Don't know much about Print On Demand and am not sure that I'm inclined to learn at this present moment. But, maybe eventually I'll put something together. Ideally I would want to revise it all and -- if going to the trouble of making a book, even a vanity-press jobby, really making it feel like an honest to gosh book. But at the moment, other passions are taking precedence to such a project.
Mitch's essay was up at silverbullet for a while, but now I can't find it either. I know the first time I mentioned Mitch's blog there was a hotlink to it, but I'm guessing that it might be disabled, given that the Google search didn't work.
Don't know if Mitch is reading these comments still, but maybe he can let us know if there is still a place online where one can read it.
It's good stuff!
I'm glad I found this blog. It is going to be interesting.
I was searching for Uncanny X-Men 251 because I'm looking to fill up my collection. And now I'm looking forward to it more than ever.
Am I the only one that finds it kind of sad that the sixth link on Google(right after the link here) is a place that you can illegally download this comic?
I thought it was supposed to be hard/wrong to steal things? Not recommended by Google.
But at the same time it makes me feel a little good that more people will be able to read the classics even if they don't have the money to buy the large anthology editions.

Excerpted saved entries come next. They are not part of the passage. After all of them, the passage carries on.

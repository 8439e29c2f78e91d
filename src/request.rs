//! Quote requests: one or more generators with their selected services.

use std::{fmt::Debug, fs, path::Path};

use serde::Deserialize;
use serde_with::{DisplayFromStr, PickFirst, serde_as};

use crate::{
    core::{
        Bundle,
        BundleResult,
        FluidSelection,
        GeneratorParams,
        InjectorType,
        RateTables,
        ServiceCalculator,
        ServiceSelection,
    },
    prelude::*,
    quantity::{distance::Miles, power::Kilowatts},
    settings::Settings,
};

#[serde_as]
#[derive(Clone, Debug, Deserialize)]
#[serde(rename_all = "camelCase")]
pub struct GeneratorRequest {
    /// Unit label for the quote table.
    #[serde(default)]
    pub name: Option<String>,

    /// Either a number of kilowatts or a rating such as `"500 kW"` or `"200 HP"`.
    #[serde_as(as = "PickFirst<(_, DisplayFromStr)>")]
    pub kw: Kilowatts,

    #[serde(default)]
    pub cylinders: Option<u32>,

    #[serde(default)]
    pub injector_type: Option<InjectorType>,

    #[serde(default)]
    pub miles_from_shop: Miles,

    pub service_selections: ServiceSelection,

    #[serde(default)]
    pub fluids: Option<FluidSelection>,

    /// Overrides for this generator only.
    #[serde(default)]
    pub settings: Settings,
}

impl GeneratorRequest {
    pub fn params(&self) -> Result<GeneratorParams> {
        GeneratorParams {
            kw: self.kw,
            cylinders: self.cylinders,
            injector_type: self.injector_type,
            miles_from_shop: self.miles_from_shop,
            fluids: self.fluids,
        }
        .validated()
    }

    pub fn label(&self, index: usize) -> String {
        self.name.clone().unwrap_or_else(|| format!("#{}", index + 1))
    }
}

/// Either a bare list of generators or a quote with shared settings.
#[derive(Clone, Debug, Deserialize)]
#[serde(untagged)]
pub enum QuoteRequest {
    Generators(Vec<GeneratorRequest>),

    Quote {
        #[serde(default)]
        settings: Settings,

        generators: Vec<GeneratorRequest>,
    },
}

impl QuoteRequest {
    /// Read a TOML request when the extension says so, and JSON otherwise.
    #[instrument(name = "Reading the quote…")]
    pub fn read_from<P: AsRef<Path> + Debug>(path: P) -> Result<Self> {
        let path = path.as_ref();
        let text = fs::read_to_string(path)
            .with_context(|| format!("failed to read `{}`", path.display()))?;
        let is_toml =
            path.extension().is_some_and(|extension| extension.eq_ignore_ascii_case("toml"));
        let request = if is_toml {
            toml::from_str(&text).with_context(|| format!("failed to parse `{}`", path.display()))?
        } else {
            serde_json::from_str(&text)
                .with_context(|| format!("failed to parse `{}`", path.display()))?
        };
        Ok(request)
    }

    pub fn settings(&self) -> Option<&Settings> {
        match self {
            Self::Generators(_) => None,
            Self::Quote { settings, .. } => Some(settings),
        }
    }

    pub fn generators(&self) -> &[GeneratorRequest] {
        match self {
            Self::Generators(generators) | Self::Quote { generators, .. } => generators,
        }
    }

    /// Price every generator in order.
    ///
    /// Per-generator settings take precedence over the quote settings, which in turn take
    /// precedence over the pricing of the tables.
    #[instrument(
        skip_all,
        name = "Pricing the quote…",
        fields(n_generators = self.generators().len()),
    )]
    pub fn price(&self, tables: &RateTables) -> Result<Vec<PricedGenerator>> {
        let quote_settings = self.settings().cloned().unwrap_or_default();
        self.generators()
            .iter()
            .enumerate()
            .map(|(index, generator)| {
                let label = generator.label(index);
                let params =
                    generator.params().with_context(|| format!("invalid generator {label}"))?;
                let selection = generator
                    .service_selections
                    .validated()
                    .with_context(|| format!("invalid services of generator {label}"))?;
                let pricing = tables
                    .pricing
                    .with_settings(&quote_settings.clone().merge(&generator.settings))
                    .validated()
                    .with_context(|| format!("invalid settings of generator {label}"))?;
                let bundle = Bundle::builder()
                    .calculator(ServiceCalculator::new(tables, pricing))
                    .params(&params)
                    .selection(selection)
                    .aggregate();
                Ok(PricedGenerator { label, kw: generator.kw, bundle })
            })
            .collect()
    }
}

#[must_use]
#[derive(Clone, Debug, serde::Serialize)]
#[serde(rename_all = "camelCase")]
pub struct PricedGenerator {
    pub label: String,
    pub kw: Kilowatts,

    #[serde(flatten)]
    pub bundle: BundleResult,
}
#[cfg(test)]
mod tests {
    use super::*;

    fn tables() -> RateTables {
        RateTables::try_reference().unwrap()
    }

    const GAPS: [RangeInclusive<i32>; 7] =
        [31..=34, 151..=154, 251..=254, 401..=404, 501..=504, 671..=674, 1051..=1054];

    #[test]
    fn test_every_rating_in_range_has_a_bracket() {
        let tables = tables();
        for kw in 2..=2050 {
            let bucket = tables.bucket(Kilowatts(f64::from(kw)));
            if GAPS.iter().any(|gap| gap.contains(&kw)) {
                assert_eq!(bucket.fallback, Some(BucketFallback::Gap), "{kw} kW");
            } else {
                assert_eq!(bucket.fallback, None, "{kw} kW");
            }
        }
    }

    #[test]
    fn test_bracket_edges() {
        let tables = tables();
        assert_eq!(tables.bucket(Kilowatts(2.0)).index, 0);
        assert_eq!(tables.bucket(Kilowatts(14.0)).index, 0);
        assert_eq!(tables.bucket(Kilowatts(15.0)).index, 1);
        assert_eq!(tables.bucket(Kilowatts(80.0)).index, 2);
        assert_eq!(tables.bucket(Kilowatts(2050.0)).index, 9);
    }

    #[test]
    fn test_shared_edge_takes_the_first_bracket() {
        let tables = tables();
        assert_eq!(tables.bucket(Kilowatts(1500.0)), KwBucket { index: 8, fallback: None });
        assert_eq!(tables.bucket(Kilowatts(1500.5)), KwBucket { index: 9, fallback: None });
    }

    #[test]
    fn test_gap_takes_the_next_higher_bracket() {
        let tables = tables();
        assert_eq!(
            tables.bucket(Kilowatts(31.0)),
            KwBucket { index: 2, fallback: Some(BucketFallback::Gap) },
        );
        assert_eq!(
            tables.bucket(Kilowatts(30.5)),
            KwBucket { index: 2, fallback: Some(BucketFallback::Gap) },
        );
        assert_eq!(
            tables.bucket(Kilowatts(152.0)),
            KwBucket { index: 3, fallback: Some(BucketFallback::Gap) },
        );
    }

    #[test]
    fn test_out_of_range_takes_the_edge_brackets() {
        let tables = tables();
        assert_eq!(
            tables.bucket(Kilowatts(1.0)),
            KwBucket { index: 0, fallback: Some(BucketFallback::BelowRange) },
        );
        assert_eq!(
            tables.bucket(Kilowatts(2500.0)),
            KwBucket { index: 9, fallback: Some(BucketFallback::AboveRange) },
        );
    }

    #[test]
    fn test_brackets_ascend() {
        let tables = tables();
        let ranges: Vec<_> = tables
            .buckets
            .keys()
            .map(|key| match key {
                LookupKey::Range(range) => range.clone(),
                LookupKey::Exact(_) => panic!("not a range"),
            })
            .collect();
        assert_eq!(ranges.len(), KW_BUCKET_COUNT);
        for pair in ranges.windows(2) {
            assert!(pair[0].end() <= pair[1].start());
        }
    }

    #[test]
    fn test_overlapping_brackets_are_rejected() {
        let buckets = RangeLookup::try_new(["2-14", "10-30"], [0, 1]).unwrap();
        assert!(RateTables::validate_buckets(&buckets).is_err());
        let buckets = RangeLookup::try_new(["2-14", "exact"], [0, 1]).unwrap();
        assert!(RateTables::validate_buckets(&buckets).is_err());
    }

    #[test]
    fn test_labels() {
        let tables = tables();
        assert_eq!(tables.bucket_label(2), "35-150");
        assert_eq!(RateTables::size_category(2), "Medium Units");
        assert_eq!(RateTables::size_category(42), "Standard");
    }

    #[test]
    fn test_coolant_is_one_and_a_half_oil() {
        let tables = tables();
        for index in 0..KW_BUCKET_COUNT {
            let bucket = KwBucket { index, fallback: None };
            assert_eq!(tables.coolant_gallons(bucket).0, tables.oil_gallons(bucket).0 * dec!(1.5));
        }
        assert_eq!(tables.coolant_gallons(tables.bucket(Kilowatts(80.0))), Gallons(dec!(7.5)));
    }

    #[test]
    fn test_inspection_mobilization_is_constant() {
        assert!(tables().inspection.iter().all(|row| row.mobilization == Hours(dec!(2))));
    }

    #[test]
    fn test_tiers() {
        let tables = tables();
        assert_eq!(*tables.battery_replacement.get(Kilowatts(150.0)), Hours(dec!(1)));
        assert_eq!(*tables.battery_replacement.get(Kilowatts(151.0)), Hours(dec!(1.5)));
        assert_eq!(*tables.battery_replacement.get(Kilowatts(500.0)), Hours(dec!(1.5)));
        assert_eq!(*tables.battery_replacement.get(Kilowatts(501.0)), Hours(dec!(2)));
        assert_eq!(tables.transfer_switch.get(Kilowatts(80.0)).supplies, Cost(dec!(75)));
        assert_eq!(tables.transfer_switch.get(Kilowatts(2000.0)).supplies, Cost(dec!(175)));
    }

    #[test]
    fn test_diesel_tune_up_exact_pair() {
        let config = tables().diesel_tune_up.resolve(Some(12), Some(InjectorType::UnitInj));
        assert_eq!(
            config,
            TuneUpConfig {
                cylinders: 12,
                injector: InjectorType::UnitInj,
                labor: Hours(dec!(14)),
                is_fallback: false,
            },
        );
    }

    #[test]
    fn test_diesel_tune_up_fallback() {
        let tables = tables();
        let expected = TuneUpConfig {
            cylinders: 8,
            injector: InjectorType::PopNoz,
            labor: Hours(dec!(8)),
            is_fallback: true,
        };
        assert_eq!(tables.diesel_tune_up.resolve(Some(10), Some(InjectorType::UnitInj)), expected);
        assert_eq!(tables.diesel_tune_up.resolve(None, Some(InjectorType::UnitInj)), expected);
    }

    #[test]
    fn test_diesel_tune_up_missing_injector_is_pop_noz() {
        let config = tables().diesel_tune_up.resolve(Some(6), None);
        assert_eq!(config.injector, InjectorType::PopNoz);
        assert_eq!(config.labor, Hours(dec!(6)));
        assert!(!config.is_fallback);
    }

    #[test]
    fn test_diesel_tune_up_parts_scale_with_cylinders() {
        let tables = tables();
        let tune_up = &tables.diesel_tune_up;
        let parts = |cylinders, injector| {
            tune_up.parts(tune_up.resolve(Some(cylinders), Some(injector)))
        };
        assert_eq!(parts(6, InjectorType::PopNoz), Cost(dec!(600)));
        assert_eq!(parts(12, InjectorType::UnitInj), Cost(dec!(3000)));
        assert_eq!(parts(4, InjectorType::PopNoz), Cost(dec!(400)));
    }

    #[test]
    fn test_missing_fallback_configuration_is_rejected() {
        let tune_up = DieselTuneUp::try_new(
            [TuneUpConfig::new(4, InjectorType::PopNoz, dec!(4))],
            (8, InjectorType::PopNoz),
            Cost::ZERO,
            Cost::ZERO,
        );
        assert!(tune_up.is_err());
    }

    #[test]
    fn test_gas_tune_up_labor_clamps() {
        let tables = tables();
        assert_eq!(tables.gas_tune_up.labor(6), Hours(dec!(4)));
        assert_eq!(tables.gas_tune_up.labor(0), Hours(dec!(3)));
        assert_eq!(tables.gas_tune_up.labor(20), Hours(dec!(9)));
    }
}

Cheers to the end of my favorite phase of the x-men.
Jason, Inkwell,
Here's the MTM/X-Men article courtesy the Wayback Machine: http://web.archive.org/web/20061026022926/http://www.silverbulletcomics.com/news/story.php?a=2894.
I have previously listed Uncanny X-Men #234 as my all-time favorite X-anything cover. Allow me to amend that here, as the cover to Uncanny #251 ties.